But challenging power structures is a tenement of post-modernist anarchists. So the idea is based around dis-respect.
this is where i absolutely differ. Because either we need the monarchy, as people tell me regularly on twitter, because they are the last bastion of protection against a malevolent government (maybe one illegally proroguing parliament), in which case they have power. Or they are a constitutional monarchy with zero power in which case they are as useful as a chocolate tea pot.
The fact that many countries have moved from a monarchy to a republic, some more easily than others, shows that it can be done if the will is there. What real power structures are there in place that are inhabited by the monarchy that cannot be either dismantled or moved over to a head of state who is chosen rather than born.

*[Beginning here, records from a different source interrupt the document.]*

//! L9: deterministic rendering of mesh topology into the text preamble
//! consumed by agent sessions.

use std::collections::HashSet;
use std::sync::Arc;

use crate::event::EventType;
use crate::model::ModelStore;

pub struct SystemPromptBuilder {
    store: Arc<dyn ModelStore>,
}

impl SystemPromptBuilder {
    pub fn new(store: Arc<dyn ModelStore>) -> Self {
        Self { store }
    }

    pub async fn generate(&self, mesh_id: &str, node_id: &str, session_id: &str) -> String {
        let mut nodes = self.store.list_nodes(mesh_id).await;
        nodes.sort_by(|a, b| a.node_id.cmp(&b.node_id));

        let mut subscriptions = self.store.list_subscriptions(mesh_id).await;
        subscriptions.sort_by(|a, b| {
            (a.source_node_id.as_str(), a.target_node_id.as_str())
                .cmp(&(b.source_node_id.as_str(), b.target_node_id.as_str()))
        });

        let sub_pairs: HashSet<(String, String)> = subscriptions
            .iter()
            .map(|s| (s.source_node_id.clone(), s.target_node_id.clone()))
            .collect();

        let mut connections = self.store.list_connections(mesh_id).await;
        connections.sort_by(|a, b| {
            (a.source_node_id.as_str(), a.target_node_id.as_str())
                .cmp(&(b.source_node_id.as_str(), b.target_node_id.as_str()))
        });
        let filtered_connections: Vec<_> = connections
            .iter()
            .filter(|c| !sub_pairs.contains(&(c.source_node_id.clone(), c.target_node_id.clone())))
            .collect();

        let mut out = String::new();
        out.push_str("You are now a node operating within the Mosaic Event Mesh system.\n\n");
        out.push_str("[Identity]\n");
        out.push_str(&format!("Node ID: {node_id}\n\n"));
        out.push_str("[Current Session]\n");
        out.push_str(&format!("Session ID: {session_id}\n\n"));
        out.push_str("[Nodes In Mesh]\n");
        for n in &nodes {
            out.push_str(&format!("- {}\n", n.node_id));
        }

        if !subscriptions.is_empty() || !filtered_connections.is_empty() {
            out.push_str("\n[Network Topology]\ngraph LR\n");
            for s in &subscriptions {
                out.push_str(&format!(
                    "    {} --> |{}| {}\n",
                    s.source_node_id,
                    s.event_type.as_str(),
                    s.target_node_id
                ));
            }
            for c in &filtered_connections {
                out.push_str(&format!("    {} --> {}\n", c.source_node_id, c.target_node_id));
            }
        }

        out.push_str("\n[Event Definitions]\n");
        for event_type in EventType::all() {
            out.push_str(&format!("{}:\n", event_type.as_str()));
            out.push_str(&format!("    - description: {}\n", event_type.description()));
            if let Some(schema) = event_type.payload_schema_json() {
                out.push_str(&format!("    - payload_schema: {}\n", schema));
            }
        }

        out.trim().to_string()
    }
}

#[cfg(test)]
mod tests {
    use super::*;
    use crate::model::{Connection, InMemoryStore, Node, SessionAlignment, Subscription};
    use serde_json::json;
    use std::path::PathBuf;

    fn mk_node(mesh: &str, id: &str) -> Node {
        Node {
            node_id: id.to_string(),
            node_type: "agent".to_string(),
            mesh_id: mesh.to_string(),
            user_id: "u1".to_string(),
            config: json!({}),
            workspace: PathBuf::from("/tmp"),
            auto_start: false,
        }
    }

    #[tokio::test]
    async fn renders_nodes_and_topology() {
        let store = Arc::new(InMemoryStore::new());
        store.insert_node(mk_node("1", "10")).await;
        store.insert_node(mk_node("1", "20")).await;
        store
            .insert_connection(Connection {
                mesh_id: "1".to_string(),
                source_node_id: "10".to_string(),
                target_node_id: "20".to_string(),
                session_alignment: SessionAlignment::Mirroring,
            })
            .await;
        store
            .insert_subscription(Subscription {
                mesh_id: "1".to_string(),
                source_node_id: "10".to_string(),
                target_node_id: "20".to_string(),
                event_type: EventType::NodeMessage,
            })
            .await;

        let builder = SystemPromptBuilder::new(store);
        let prompt = builder.generate("1", "10", "S1").await;

        assert!(prompt.contains("Node ID: 10"));
        assert!(prompt.contains("- 20"));
        assert!(prompt.contains("10 --> |node_message| 20"));
        // the connection is covered by the subscription, so it must not
        // also appear as a bare topology edge
        assert_eq!(prompt.matches("10 --> 20").count(), 0);
    }

    #[tokio::test]
    async fn connection_without_subscription_still_renders() {
        let store = Arc::new(InMemoryStore::new());
        store.insert_node(mk_node("1", "10")).await;
        store.insert_node(mk_node("1", "20")).await;
        store
            .insert_connection(Connection {
                mesh_id: "1".to_string(),
                source_node_id: "10".to_string(),
                target_node_id: "20".to_string(),
                session_alignment: SessionAlignment::Tasking,
            })
            .await;

        let builder = SystemPromptBuilder::new(store);
        let prompt = builder.generate("1", "10", "S1").await;
        assert!(prompt.contains("10 --> 20"));
    }
}
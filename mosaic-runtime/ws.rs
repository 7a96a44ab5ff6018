//! Ambient WS entry point: the minimal surface needed to exercise
//! `submitSendMessage`/`submitInterruptSession` and the user-facing
//! fan-out channel (§6).

use std::sync::Arc;

use axum::extract::ws::{Message as WsMessage, WebSocket, WebSocketUpgrade};
use axum::extract::{Path, State};
use axum::response::IntoResponse;
use futures::{SinkExt, StreamExt};
use serde::Deserialize;
use tracing::warn;

use crate::runtime_manager::RuntimeManager;

#[derive(Clone)]
pub struct AppState {
    pub runtime: Arc<RuntimeManager>,
}

/// Client -> server shapes accepted on the socket (§6).
#[derive(Debug, Deserialize)]
#[serde(tag = "type", rename_all = "snake_case")]
enum ClientFrame {
    UserMessage { session_id: String, message: String },
    UserInterrupt { session_id: String },
}

pub async fn ws_handler(
    State(state): State<AppState>,
    Path(user_id): Path<String>,
    ws: WebSocketUpgrade,
) -> impl IntoResponse {
    ws.on_upgrade(move |socket| handle_socket(socket, state, user_id))
}

async fn handle_socket(socket: WebSocket, state: AppState, user_id: String) {
    let (mut sender, mut receiver) = socket.split();
    let (connection_id, mut rx) = state.runtime.user_broker().connect_user(&user_id).await;

    let forward = tokio::spawn(async move {
        while let Some(message) = rx.recv().await {
            let Ok(text) = serde_json::to_string(&message) else {
                continue;
            };
            if sender.send(WsMessage::Text(text.into())).await.is_err() {
                break;
            }
        }
    });

    while let Some(Ok(message)) = receiver.next().await {
        let WsMessage::Text(text) = message else {
            continue;
        };
        let frame: ClientFrame = match serde_json::from_str(&text) {
            Ok(f) => f,
            Err(e) => {
                warn!(error = %e, "ws: unparseable client frame, dropping");
                continue;
            }
        };
        match frame {
            ClientFrame::UserMessage { session_id, message } => {
                if let Err(e) = state.runtime.submit_send_message(&session_id, message).await {
                    warn!(error = %e, session_id = %session_id, "submit_send_message failed");
                }
            }
            ClientFrame::UserInterrupt { session_id } => {
                if let Err(e) = state.runtime.submit_interrupt_session(&session_id).await {
                    warn!(error = %e, session_id = %session_id, "submit_interrupt_session failed");
                }
            }
        }
    }

    forward.abort();
    state.runtime.user_broker().disconnect_user(&user_id, connection_id).await;
}

#[cfg(test)]
mod tests {
    use super::*;

    #[test]
    fn parses_user_message_frame() {
        let frame: ClientFrame =
            serde_json::from_str(r#"{"type":"user_message","session_id":"s1","message":"hi"}"#).unwrap();
        assert!(matches!(frame, ClientFrame::UserMessage { .. }));
    }

    #[test]
    fn parses_user_interrupt_frame() {
        let frame: ClientFrame =
            serde_json::from_str(r#"{"type":"user_interrupt","session_id":"s1"}"#).unwrap();
        assert!(matches!(frame, ClientFrame::UserInterrupt { .. }));
    }
}
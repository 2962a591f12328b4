//! Single-pass entry reconstruction.
//!
//! Lines are grouped into entries by the timestamp header rule. Each entry is
//! accepted when its header matches the query, or when error inclusion is on
//! and any of its lines carries the error marker. Accepted entries are
//! emitted in input order.

use std::collections::VecDeque;
use std::io::BufRead;

use serde::Serialize;
use tracing::{debug, trace};

use logsleuth_source::{LineStream, LogLine};

use crate::entry::{is_entry_start, LineKind, LogEntry};
use crate::query::{CompiledQuery, MatchQuery};
use crate::FilterError;

/// Caps that stop a scan early.
#[derive(Debug, Clone, Copy, Default, PartialEq, Eq)]
pub struct ScanLimits {
    pub max_lines: Option<usize>,
    pub max_bytes: Option<u64>,
}

impl ScanLimits {
    pub fn unlimited() -> Self {
        Self::default()
    }

    pub fn max_lines(mut self, lines: usize) -> Self {
        self.max_lines = Some(lines);
        self
    }

    pub fn max_bytes(mut self, bytes: u64) -> Self {
        self.max_bytes = Some(bytes);
        self
    }
}

#[derive(Debug, Clone, Copy, PartialEq, Eq, Serialize)]
#[serde(rename_all = "snake_case")]
pub enum LimitKind {
    Lines,
    Bytes,
}

/// Attached to a result when a cap was hit; the result covers only the
/// lines read before the cap.
#[derive(Debug, Clone, Copy, PartialEq, Eq, Serialize)]
pub struct Truncation {
    pub lines_read: usize,
    pub bytes_read: u64,
    pub limit: LimitKind,
}

#[derive(Debug, Clone, Serialize)]
pub struct FilterResult {
    pub entries: Vec<LogEntry>,
    /// Number of accepted entries.
    pub total_matches: usize,
    pub lines_scanned: usize,
    pub truncated: Option<Truncation>,
}

impl FilterResult {
    pub(crate) fn empty() -> Self {
        Self {
            entries: Vec::new(),
            total_matches: 0,
            lines_scanned: 0,
            truncated: None,
        }
    }

    pub fn is_truncated(&self) -> bool {
        self.truncated.is_some()
    }
}

#[derive(Debug, Clone, Copy, PartialEq, Eq, Serialize)]
pub struct CountResult {
    pub total_matches: usize,
    pub lines_scanned: usize,
    pub truncated: Option<Truncation>,
}

/// Reconstruct and return every matching entry in `source`.
pub fn filter<R: BufRead>(
    source: LineStream<R>,
    query: &MatchQuery,
) -> Result<FilterResult, FilterError> {
    filter_with_limits(source, query, ScanLimits::unlimited())
}

/// [`filter`] with line/byte caps.
pub fn filter_with_limits<R: BufRead>(
    source: LineStream<R>,
    query: &MatchQuery,
    limits: ScanLimits,
) -> Result<FilterResult, FilterError> {
    let compiled = query.compile()?;
    filter_compiled(source, &compiled, limits)
}

/// Count matching entries without retaining their lines.
pub fn count_matches<R: BufRead>(
    source: LineStream<R>,
    query: &MatchQuery,
    limits: ScanLimits,
) -> Result<CountResult, FilterError> {
    let compiled = query.compile()?;
    count_compiled(source, &compiled, limits)
}

pub(crate) fn filter_compiled<R: BufRead>(
    source: LineStream<R>,
    query: &CompiledQuery,
    limits: ScanLimits,
) -> Result<FilterResult, FilterError> {
    let outcome = scan(source, query, limits, Vec::new(), true)?;
    Ok(FilterResult {
        total_matches: outcome.accepted,
        entries: outcome.sink,
        lines_scanned: outcome.lines_read,
        truncated: outcome.truncated,
    })
}

pub(crate) fn count_compiled<R: BufRead>(
    source: LineStream<R>,
    query: &CompiledQuery,
    limits: ScanLimits,
) -> Result<CountResult, FilterError> {
    let outcome = scan(source, query, limits, Discard, false)?;
    Ok(CountResult {
        total_matches: outcome.accepted,
        lines_scanned: outcome.lines_read,
        truncated: outcome.truncated,
    })
}

trait EntrySink {
    fn accept(&mut self, entry: LogEntry);
}

impl EntrySink for Vec<LogEntry> {
    fn accept(&mut self, entry: LogEntry) {
        self.push(entry);
    }
}

struct Discard;

impl EntrySink for Discard {
    fn accept(&mut self, _entry: LogEntry) {}
}

struct ScanOutcome<S> {
    sink: S,
    accepted: usize,
    lines_read: usize,
    truncated: Option<Truncation>,
}

fn scan<R: BufRead, S: EntrySink>(
    source: LineStream<R>,
    query: &CompiledQuery,
    limits: ScanLimits,
    sink: S,
    keep_lines: bool,
) -> Result<ScanOutcome<S>, FilterError> {
    let mut rebuilder = Reconstructor::new(query, sink, keep_lines);
    let mut lines_read = 0usize;
    let mut bytes_read = 0u64;
    let mut truncated = None;

    for line in source {
        let line = line?;

        let over_lines = limits.max_lines.is_some_and(|max| lines_read >= max);
        let over_bytes = limits
            .max_bytes
            .is_some_and(|max| bytes_read + line.bytes as u64 > max);
        if over_lines || over_bytes {
            truncated = Some(Truncation {
                lines_read,
                bytes_read,
                limit: if over_lines {
                    LimitKind::Lines
                } else {
                    LimitKind::Bytes
                },
            });
            debug!(lines_read, bytes_read, "Scan cap reached, stopping early");
            break;
        }

        lines_read += 1;
        bytes_read += line.bytes as u64;
        rebuilder.push(line);
    }

    let (sink, accepted) = rebuilder.finish();
    debug!(lines_read, accepted, "Scan complete");

    Ok(ScanOutcome {
        sink,
        accepted,
        lines_read,
        truncated,
    })
}

/// The entry state machine.
struct Reconstructor<'q, S> {
    query: &'q CompiledQuery,
    sink: S,
    keep_lines: bool,
    current: Option<LogEntry>,
    current_matches: bool,
    /// Accepted entries still collecting context lines, oldest first.
    pending: VecDeque<(LogEntry, usize)>,
    accepted: usize,
}

impl<'q, S: EntrySink> Reconstructor<'q, S> {
    fn new(query: &'q CompiledQuery, sink: S, keep_lines: bool) -> Self {
        Self {
            query,
            sink,
            keep_lines,
            current: None,
            current_matches: false,
            pending: VecDeque::new(),
            accepted: 0,
        }
    }

    fn push(&mut self, line: LogLine) {
        let header = is_entry_start(&line.text);
        if header {
            self.finish_current();
        }
        self.feed_context(&line);

        if header {
            self.current_matches = self.query.header_matches(&line.text);
            self.current = Some(LogEntry::start(line));
        } else if let Some(entry) = self.current.as_mut() {
            if self.query.flags_error(&line.text) {
                self.current_matches = true;
            }
            if self.keep_lines {
                entry.push(line, LineKind::Continuation);
            }
        } else {
            trace!(line = line.number, "Dropping line before first entry");
        }
    }

    fn feed_context(&mut self, line: &LogLine) {
        if self.pending.is_empty() {
            return;
        }
        for (entry, remaining) in self.pending.iter_mut() {
            if *remaining > 0 {
                entry.push_context(line);
                *remaining -= 1;
            }
        }
        while matches!(self.pending.front(), Some((_, 0))) {
            if let Some((entry, _)) = self.pending.pop_front() {
                self.sink.accept(entry);
            }
        }
    }

    fn finish_current(&mut self) {
        let matched = std::mem::take(&mut self.current_matches);
        let Some(entry) = self.current.take() else {
            return;
        };
        if !matched {
            return;
        }

        self.accepted += 1;
        let context = self.query.context_lines_after();
        if context > 0 && self.keep_lines {
            self.pending.push_back((entry, context));
        } else {
            self.sink.accept(entry);
        }
    }

    fn finish(mut self) -> (S, usize) {
        self.finish_current();
        while let Some((entry, _)) = self.pending.pop_front() {
            self.sink.accept(entry);
        }
        (self.sink, self.accepted)
    }
}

The judicial system was mentioned. In what way does the monarchy have any real power (rather than influence) over the judiciary? Come to that, aside of an oath that people read in order to get their shilling (or whatever it is these days, 40 years ago it was 8 quid) and join the military? I met sevaral people in the forces who honestly believed they were there to be the queen's personal bodyguard (yeah, from a cookhouse in deepest lower saxony) but most of them realised it's just as a figurehead representing the state/country.
I am not under any illusion that if her Maj popped her clogs tomorrow we'd manage a fully fledged republic by the time she'd finished lying in state, but i can imagine that if they start now, Charles can be the last of them.
Charles slimming down the monarchy is great. But really it needs to be so slimmed down as to be completely unrecognisable before i'd accept that it is in any way in keeping with what a modern state should be.
The question of them being a public good or not is an interesting one. For sure there does seem to be a genuine belief that they do some good, but for all the talk of the "hardworking" royals and the Queens decades of "loyal service" (at the expense of a functioning family life it seems) nobody really seems able (or willing) to actually point out what those things are. Tangible things.
I do know that there are some individual benefits to visits by one or other of the royals. Even if it's only that a school gets repainted, but i'm not sure they outweigh the alternative of not having them at all.